* **Problem to work on**: Looking through the data, please report how many lines contain the string "true", giving nothing but the number.

|---|

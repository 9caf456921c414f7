use directory_core::{
    render, Badge, Filter, NormalizedResult, ResultType, ResultsView, Schema, Section,
    SectionLayout, ALL_IMAGES_CAP, FALLBACK_IMAGE,
};
use pretty_assertions::assert_eq;
use serde_json::json;

fn result(title: &str, kind: ResultType) -> NormalizedResult {
    NormalizedResult::new(title, kind).with_url(format!("https://{title}.example"))
}

fn sections(view: Option<ResultsView>) -> Vec<Section> {
    match view {
        Some(ResultsView::Sections(sections)) => sections,
        other => panic!("expected sections, got {other:?}"),
    }
}

#[test]
fn cat_query_against_images_collection() {
    let schema = Schema::default();
    let records = [
        json!({ "title": "Cat pics", "keywords": ["cat", "feline"] }),
        json!({ "title": "Dog" }),
    ];
    let results: Vec<_> = records
        .iter()
        .filter(|record| schema.matches(record, "cat"))
        .map(|record| schema.normalize("images", record, "https://dir.example"))
        .collect();

    assert_eq!(results.len(), 1);
    assert_eq!(results[0].result_type, ResultType::Image);
    assert_eq!(results[0].title, "Cat pics");
}

#[test]
fn all_filter_caps_image_grid_at_nine() {
    let results: Vec<_> = (0..10)
        .map(|i| result(&format!("img{i}"), ResultType::Image))
        .collect();
    let sections = sections(render(&results, Filter::All, false));

    assert_eq!(sections.len(), 1);
    assert_eq!(sections[0].layout, SectionLayout::Grid);
    assert_eq!(sections[0].cards.len(), ALL_IMAGES_CAP);
    assert_eq!(sections[0].cards[8].title, "img8");
}

#[test]
fn images_filter_is_uncapped() {
    let results: Vec<_> = (0..12)
        .map(|i| result(&format!("img{i}"), ResultType::Image))
        .collect();
    let sections = sections(render(&results, Filter::Images, false));
    assert_eq!(sections[0].cards.len(), 12);
}

#[test]
fn all_filter_orders_sections_and_omits_empty_ones() {
    let results = vec![
        result("site", ResultType::Website),
        result("clip", ResultType::Video),
        result("pic", ResultType::Image),
        result("site2", ResultType::Website),
    ];
    let sections = sections(render(&results, Filter::All, false));
    let headings: Vec<_> = sections.iter().map(|s| s.heading).collect();
    assert_eq!(headings, vec!["Images", "Videos", "Websites"]);
    assert_eq!(sections[2].cards.len(), 2);

    let only_sites = vec![result("site", ResultType::Website)];
    let sections = self::sections(render(&only_sites, Filter::All, false));
    assert_eq!(sections.len(), 1);
    assert_eq!(sections[0].heading, "Websites");
}

#[test]
fn empty_results_render_nothing_while_searching() {
    assert_eq!(render(&[], Filter::All, true), None);
    assert_eq!(
        render(&[], Filter::Videos, false),
        Some(ResultsView::NoResults(Filter::Videos))
    );
    assert_eq!(
        Filter::Videos.no_results_message(),
        "No videos found for your search"
    );
}

#[test]
fn empty_partition_is_scoped_to_filter() {
    let results = vec![result("site", ResultType::Website)];
    assert_eq!(
        render(&results, Filter::Images, false),
        Some(ResultsView::NoResults(Filter::Images))
    );
    assert_eq!(render(&results, Filter::Images, true), None);
    // The "all" layout waits for images while a search is still in flight.
    assert_eq!(render(&results, Filter::All, true), None);
}

#[test]
fn cards_substitute_placeholders() {
    let bare = NormalizedResult::new("", ResultType::Video);
    let sections = sections(render(&[bare], Filter::All, false));
    let card = &sections[0].cards[0];
    assert_eq!(card.title, "Untitled");
    assert_eq!(card.link, "#");
    assert_eq!(card.image_src, FALLBACK_IMAGE);
    assert_eq!(card.fallback_src, FALLBACK_IMAGE);
    assert_eq!(card.action_label, "View Video");
}

#[test]
fn badge_precedence() {
    let company = result("a", ResultType::Website)
        .with_company("Acme", true)
        .with_site_type("Blog");
    let owner = result("b", ResultType::Website).with_company("Jane", false);
    let flag_only = result("c", ResultType::Website).with_company("  ", true);
    let typed = result("d", ResultType::Website).with_site_type("Portfolio");
    let plain = result("e", ResultType::Website);

    assert_eq!(Badge::for_result(&company), Some(Badge::Company("Acme".into())));
    assert_eq!(Badge::for_result(&owner).unwrap().label(), "Owner");
    assert_eq!(Badge::for_result(&flag_only), Some(Badge::CompanyOnly));
    assert_eq!(
        Badge::for_result(&typed),
        Some(Badge::SiteType("Portfolio".into()))
    );
    assert_eq!(Badge::for_result(&plain), None);
}

#[test]
fn gallery_items_follow_display_order() {
    let results = vec![
        result("site", ResultType::Website).with_company("Acme", true),
        result("pic", ResultType::Image).with_image("https://img.example/p.png"),
    ];
    let view = render(&results, Filter::All, false).unwrap();
    let items = view.gallery_items();
    assert_eq!(items.len(), 2);
    assert_eq!(items[0].src, "https://img.example/p.png");
    assert_eq!(items[1].src, FALLBACK_IMAGE);
    assert_eq!(items[1].attribution.as_deref(), Some("Acme"));
    assert_eq!(items[1].link.as_deref(), Some("https://site.example"));
}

|---|

* **Exercise result**: 6